She wanted to applaud his excellent manners; at the same time they annoyed her rather. She had been indiscreet no doubt, but her indiscretion might, if he had liked, have led the way to matters of interest, to that opening of the heart to somebody for which she was pining. His polite care not to embarrass her shut the door.
"I mean, just now," she resumed, "while our seat's so shaky, you know."
"Ah, yes," said he half-absently.
She leant back in her chair and looked at him.
"I think," she said, "you look as if you did care, about Mr. Blair or about something else. I wanted to tell you that I don't agree in the least with the criticisms on you." She leant forward, asking in a lower voice, "Do they hurt you?"
"Not much. A man likes to succeed, but there are things I like better."
"Yes. Well, there's nothing we—we—like better, Mr. Marchmont."
He rose and stood on the hearth; her eyes were upturned to his in a steady gaze.
"You were always very frank, weren't you?" he asked, looking down and smiling. "Well, you've known what you say for a long while, haven't you?"
"Oh, yes, even before—Oh, ever since the very beginning, you know. There now! We've left 'We' and got to 'I,' and whenever that happens I say something I oughtn't to. But one must sometimes. I believe I could serve anybody to the death if only I were allowed to speak my whole mind about him once a week. But it's disloyal, I suppose."
"Well, I suppose it is."
She laughed. "That's what Mr. Blair means," she said. "You must have seen that I wanted you to say 'No, it isn't.' Perhaps you would have to anybody else. You were always one of the people who attributed all the virtues to me.

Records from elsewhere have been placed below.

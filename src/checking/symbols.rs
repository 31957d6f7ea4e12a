//! Building the table of user-defined procedures

use tracing::debug;

use super::patterns::DeclMatch;
use super::Problem;
use crate::language::{is_reserved, Arity, Symbol, SymbolTable};

/// Turn the declarations found in a document into its symbol table, in
/// document order. A name already taken by an earlier declaration is
/// rejected, as are the names of instructions and keywords; rejected
/// declarations are reported but leave the table untouched.
pub fn build_symbol_table(declarations: &[DeclMatch<'_>]) -> (SymbolTable, Vec<Problem>) {
    let mut table = SymbolTable::new();
    let mut problems = Vec::new();

    for declaration in declarations {
        let name = declaration.name;

        if table.contains(name) {
            problems.push(Problem::AlreadyDefined(declaration.offset, name.to_string()));
            continue;
        }

        if is_reserved(name) {
            problems.push(Problem::ReservedWord(declaration.offset, name.to_string()));
            continue;
        }

        table.insert(Symbol {
            name: name.to_string(),
            arity: Arity::from_parameter(declaration.parameter),
            offset: declaration.offset,
        });
    }

    debug!(
        "Declared {} procedure{}, rejected {}",
        table.len(),
        if table.len() == 1 { "" } else { "s" },
        problems.len()
    );

    (table, problems)
}
use std::{fmt, path::Path};

#[derive(Debug, Clone, PartialEq, Eq)]
pub struct LoadingError<'i> {
    pub problem: String,
    pub details: String,
    pub filename: &'i Path,
}

impl<'i> fmt::Display for LoadingError<'i> {
    fn fmt(&self, f: &mut fmt::Formatter<'_>) -> fmt::Result {
        if self
            .details
            .is_empty()
        {
            write!(f, "{}", self.problem)
        } else {
            write!(f, "{}: {}", self.problem, self.details)
        }
    }
}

You made it so hard for me to be good. I loathed the girl you thought I was. One comfort is that as I am now——". Suddenly her eyes met his; she stopped. "We'd better talk about 'we' again," she ended with a laugh.
"Whom do you talk to?" he asked curiously.
"About 'we'? I talk to Miss Quisante—You've met her? She's never tired of talking about 'we'—though she doesn't like us; but she doesn't care a bit to talk about me."
"Have a confidante," he suggested gravely.
"Yes—like Tilburina. Who shall I have?"
A run through their acquaintance suggested only Mrs. Gellatly, and her May rejected as being too suitable, too much the traditional confidante. "I should like one who might possibly have something to tell me in return, and she never could," she said.
They were interrupted by the arrival of the man of whom they had spoken, Constantine Blair. He came with important and, as he clearly considered, disquieting news for Quisante. Sir Winterton Mildmay, one of the richest landowners near Henstead, who had been at loggerheads with his party, had made up the quarrel and consented to stand in opposition to Quisante. "I thought the sooner your husband knew the better," said Constantine with a very grave face. "It makes a difference, you see. We only beat young Fortescue, a stranger in the town, by two hundred, and they had four hundred the time before." He paused and added, "Lady Mildmay's very much liked in the town."
"Come, Blair, I'm sure we shan't be worse off in that respect anyhow," said Marchmont, laughing.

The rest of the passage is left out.